- [Provided records]
========================================

use base64::{engine::general_purpose::STANDARD, Engine as _};
use url::Url;

use crate::error::{Error, Result};

pub const MAX_AVATAR_BYTES: usize = 5 * 1024 * 1024;

const GOOGLE_CDN_HOST: &str = "googleusercontent";
const GOOGLE_AVATAR_SIZE: &str = "=s400-c";

pub fn is_data_url(value: &str) -> bool {
    value.starts_with("data:image/")
}

/// Values older logins stored in place of a missing image.
pub fn is_placeholder(value: &str) -> bool {
    let v = value.trim();
    v.is_empty() || v == "undefined" || v == "null"
}

/// Sniffs the image type from its magic bytes.
pub fn sniff_mime(bytes: &[u8]) -> Option<&'static str> {
    if bytes.starts_with(&[0x89, b'P', b'N', b'G', 0x0D, 0x0A, 0x1A, 0x0A]) {
        Some("image/png")
    } else if bytes.starts_with(&[0xFF, 0xD8, 0xFF]) {
        Some("image/jpeg")
    } else if bytes.starts_with(b"GIF87a") || bytes.starts_with(b"GIF89a") {
        Some("image/gif")
    } else if bytes.len() >= 12 && &bytes[0..4] == b"RIFF" && &bytes[8..12] == b"WEBP" {
        Some("image/webp")
    } else if bytes.starts_with(b"BM") {
        Some("image/bmp")
    } else {
        None
    }
}

/// Validates raw upload bytes and wraps them into a `data:` URL.
pub fn encode_data_url(bytes: &[u8]) -> Result<String> {
    if bytes.len() > MAX_AVATAR_BYTES {
        return Err(Error::BadRequest("Image size should be less than 5MB".to_string()));
    }
    let mime = sniff_mime(bytes)
        .ok_or_else(|| Error::BadRequest("Please select an image file".to_string()))?;
    Ok(format!("data:{};base64,{}", mime, STANDARD.encode(bytes)))
}

pub fn decode_data_url(value: &str) -> Result<Vec<u8>> {
    let (_, payload) = value
        .split_once(";base64,")
        .ok_or_else(|| Error::BadRequest("Not a base64 data URL".to_string()))?;
    Ok(STANDARD.decode(payload.trim())?)
}

/// Asks the Google CDN for a 400px crop instead of the default thumbnail.
pub fn upscale_google_avatar(url: &str) -> String {
    if !url.contains(GOOGLE_CDN_HOST) {
        return url.to_string();
    }
    let Some(pos) = url.rfind("=s") else {
        return url.to_string();
    };
    let tail = &url[pos + 2..];
    let digits = tail.chars().take_while(|c| c.is_ascii_digit()).count();
    if digits == 0 || !tail[digits..].starts_with("-c") {
        return url.to_string();
    }
    format!("{}{}{}", &url[..pos], GOOGLE_AVATAR_SIZE, &tail[digits + 2..])
}

/// Turns a stored avatar value into something a client can load directly.
///
/// Data URLs pass through untouched, server-relative paths are resolved
/// against `base`, and placeholders yield `None`.
pub fn resolve_avatar_url(value: &str, base: &Url) -> Option<String> {
    if is_placeholder(value) {
        return None;
    }
    let value = value.trim();
    if is_data_url(value) {
        return Some(value.to_string());
    }
    if value.starts_with('/') {
        return base.join(value.trim_start_matches('/')).ok().map(|u| u.to_string());
    }
    Some(upscale_google_avatar(value))
}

========================================

- [Task details] Only the lines from the one containing "let digits = tail.chars().take_while(|c|" through the end of the data above are wanted, both ends included; restate them word for word.

- [Output for this exercise]
    let digits = tail.chars().take_while(|c| c.is_ascii_digit()).count();
    if digits == 0 || !tail[digits..].starts_with("-c") {
        return url.to_string();
    }
    format!("{}{}{}", &url[..pos], GOOGLE_AVATAR_SIZE, &tail[digits + 2..])
}

/// Turns a stored avatar value into something a client can load directly.
///
/// Data URLs pass through untouched, server-relative paths are resolved
/// against `base`, and placeholders yield `None`.
pub fn resolve_avatar_url(value: &str, base: &Url) -> Option<String> {
    if is_placeholder(value) {
        return None;
    }
    let value = value.trim();
    if is_data_url(value) {
        return Some(value.to_string());
    }
    if value.starts_with('/') {
        return base.join(value.trim_start_matches('/')).ok().map(|u| u.to_string());
    }
    Some(upscale_google_avatar(value))
}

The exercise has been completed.